Una discriminación que fue tomando forma desde la autoridad de los medios de comunicación y su encomiable tarea de mostrar a las personas mayores como una carga para la sociedad hasta el protocolo sanitario que marcaba la edad de ochenta años como la cruel concertina que impedía el acceso a determinados recursos sanitarios. Cuestión de arrugas y de distribución de recursos.

Con todo esto, el edadismo ya supone la tercera causa de discriminación por detrás del racismo y del sexismo según la OMS, pero sin duda la más invisible e ignorada por los medios de comunicación. Y es que un problema social, además de existir, ha de ser percibido como tal.  La pandemia ha supuesto una prueba de estrés que no hemos superado, un evidente fracaso de la construcción edadista de esta sociedad tan cool del siglo XXI.

El valor de una vida es inversamente proporcional a los años vividos.

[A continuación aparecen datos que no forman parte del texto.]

use std::f32::consts::TAU;

#[cfg(feature = "serde")]
use serde::{Deserialize, Serialize};

/*
| type      | passes           | rejects          | q means                 |
| --------- | ---------------- | ---------------- | ----------------------- |
| low-pass  | below cutoff     | above cutoff     | resonance peak, in dB   |
| high-pass | above cutoff     | below cutoff     | resonance peak, in dB   |
| band-pass | around center    | both sides       | bandwidth (linear Q)    |
| peaking   | everything       | nothing          | bandwidth of the bump   |

Coefficients follow the RBJ audio-EQ cookbook. Low/high-pass interpret Q in
decibels the way host audio APIs do, so a preset written as "Q 0.7" gets a
slight resonant bump rather than a Butterworth response.
*/

#[cfg_attr(feature = "serde", derive(Serialize, Deserialize))]
#[derive(Debug, Clone, Copy, PartialEq)]
pub enum FilterType {
    LowPass,
    HighPass,
    BandPass,
    /// Bell boost/cut with gain in dB.
    Peaking { gain_db: f32 },
}

#[derive(Debug, Clone, Copy, PartialEq)]
struct Coefficients {
    b0: f32,
    b1: f32,
    b2: f32,
    a1: f32,
    a2: f32,
}

/// Second-order IIR filter, transposed direct form II.
#[derive(Debug, Clone)]
pub struct Biquad {
    filter_type: FilterType,
    pub frequency: f32,
    pub q: f32,
    coefficients: Option<(f32, Coefficients)>,
    z1: f32,
    z2: f32,
}

impl Biquad {
    pub fn new(filter_type: FilterType, frequency: f32, q: f32) -> Self {
        Self {
            filter_type,
            frequency,
            q,
            coefficients: None,
            z1: 0.0,
            z2: 0.0,
        }
    }

    pub fn lowpass(frequency: f32, q: f32) -> Self {
        Self::new(FilterType::LowPass, frequency, q)
    }

    pub fn highpass(frequency: f32, q: f32) -> Self {
        Self::new(FilterType::HighPass, frequency, q)
    }

    pub fn bandpass(frequency: f32, q: f32) -> Self {
        Self::new(FilterType::BandPass, frequency, q)
    }

    pub fn peaking(frequency: f32, q: f32, gain_db: f32) -> Self {
        Self::new(FilterType::Peaking { gain_db }, frequency, q)
    }

    pub fn filter_type(&self) -> FilterType {
        self.filter_type
    }

    pub fn set_frequency(&mut self, frequency: f32) {
        self.frequency = frequency;
        self.coefficients = None;
    }

    pub fn set_q(&mut self, q: f32) {
        self.q = q;
        self.coefficients = None;
    }

    pub fn reset(&mut self) {
        self.z1 = 0.0;
        self.z2 = 0.0;
    }

    fn coefficients(&mut self, sample_rate: f32) -> Coefficients {
        match self.coefficients {
            Some((rate, coefficients)) if rate == sample_rate => coefficients,
            _ => {
                let coefficients = self.design(sample_rate);
                self.coefficients = Some((sample_rate, coefficients));
                coefficients
            }
        }
    }

    fn design(&self, sample_rate: f32) -> Coefficients {
        let nyquist = 0.5 * sample_rate;
        let frequency = self.frequency.clamp(1.0, nyquist * 0.999);
        let w0 = TAU * frequency / sample_rate;
        let (sin, cos) = w0.sin_cos();

        let (b0, b1, b2, a0, a1, a2) = match self.filter_type {
            FilterType::LowPass => {
                let alpha = sin / (2.0 * resonance_q(self.q));
                let b1 = 1.0 - cos;
                (b1 / 2.0, b1, b1 / 2.0, 1.0 + alpha, -2.0 * cos, 1.0 - alpha)
            }
            FilterType::HighPass => {
                let alpha = sin / (2.0 * resonance_q(self.q));
                let b1 = -(1.0 + cos);
                (-b1 / 2.0, b1, -b1 / 2.0, 1.0 + alpha, -2.0 * cos, 1.0 - alpha)
            }
            FilterType::BandPass => {
                let alpha = sin / (2.0 * self.q.max(1.0e-4));
                (alpha, 0.0, -alpha, 1.0 + alpha, -2.0 * cos, 1.0 - alpha)
            }
            FilterType::Peaking { gain_db } => {
                let a = 10.0_f32.powf(gain_db / 40.0);
                let alpha = sin / (2.0 * self.q.max(1.0e-4));
                (
                    1.0 + alpha * a,
                    -2.0 * cos,
                    1.0 - alpha * a,
                    1.0 + alpha / a,
                    -2.0 * cos,
                    1.0 - alpha / a,
                )
            }
        };

        Coefficients {
            b0: b0 / a0,
            b1: b1 / a0,
            b2: b2 / a0,
            a1: a1 / a0,
            a2: a2 / a0,
        }
    }

    #[inline]
    fn tick(&mut self, c: Coefficients, x: f32) -> f32 {
        let y = c.b0 * x + self.z1;
        self.z1 = c.b1 * x - c.a1 * y + self.z2;
        self.z2 = c.b2 * x - c.a2 * y;
        y
    }

    /// Filter one sample.
    #[inline]
    pub fn process(&mut self, sample: f32, sample_rate: f32) -> f32 {
        let c = self.coefficients(sample_rate);
        self.tick(c, sample)
    }

    /// Filter a buffer in place.
    pub fn render(&mut self, buffer: &mut [f32], sample_rate: f32) {
        let c = self.coefficients(sample_rate);
        for sample in buffer.iter_mut() {
            *sample = self.tick(c, *sample);
        }
        // Flush denormals once the input has gone quiet.
        if self.z1.abs() < 1.0e-20 {
            self.z1 = 0.0;
        }
        if self.z2.abs() < 1.0e-20 {
            self.z2 = 0.0;
        }
    }
}

#[inline]
fn resonance_q(q_db: f32) -> f32 {
    10.0_f32.powf(q_db / 20.0)
}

Si el número de víctimas en residencias de mayores se hubieran producido en otro tipo de institución, como centros penitenciarios, universidades, colegios o guarderías, estoy completamente seguro de que el análisis hoy en día sería otro. Recuerden que han sido 31.000 solo en centros residenciales. Y no es cuestión de clase social, nivel cultural o localización, es estrictamente una cuestión de edad.

El edadismo nos ha llevado a aceptar que las muertes de personas mayores tienen menos valor, menores consecuencias y que son víctimas aceptables. Y ante tal evidencia no podemos seguir mirando hacia otro lado, no podemos seguir justificando que el valor de una vida es inversamente proporcional a los años vividos. El valor de una vida es el mismo siempre, independientemente de su raza, sexo o edad. Porque es justo, de sentido común y porque así además lo hemos recogido en el artículo catorce de nuestra constitución: todos los españoles somos iguales ante la ley, sin que pueda prevalecer discriminación alguna por razón de nacimiento, raza, sexo, religión, opinión o cualquier otra condición o circunstancia personal o social.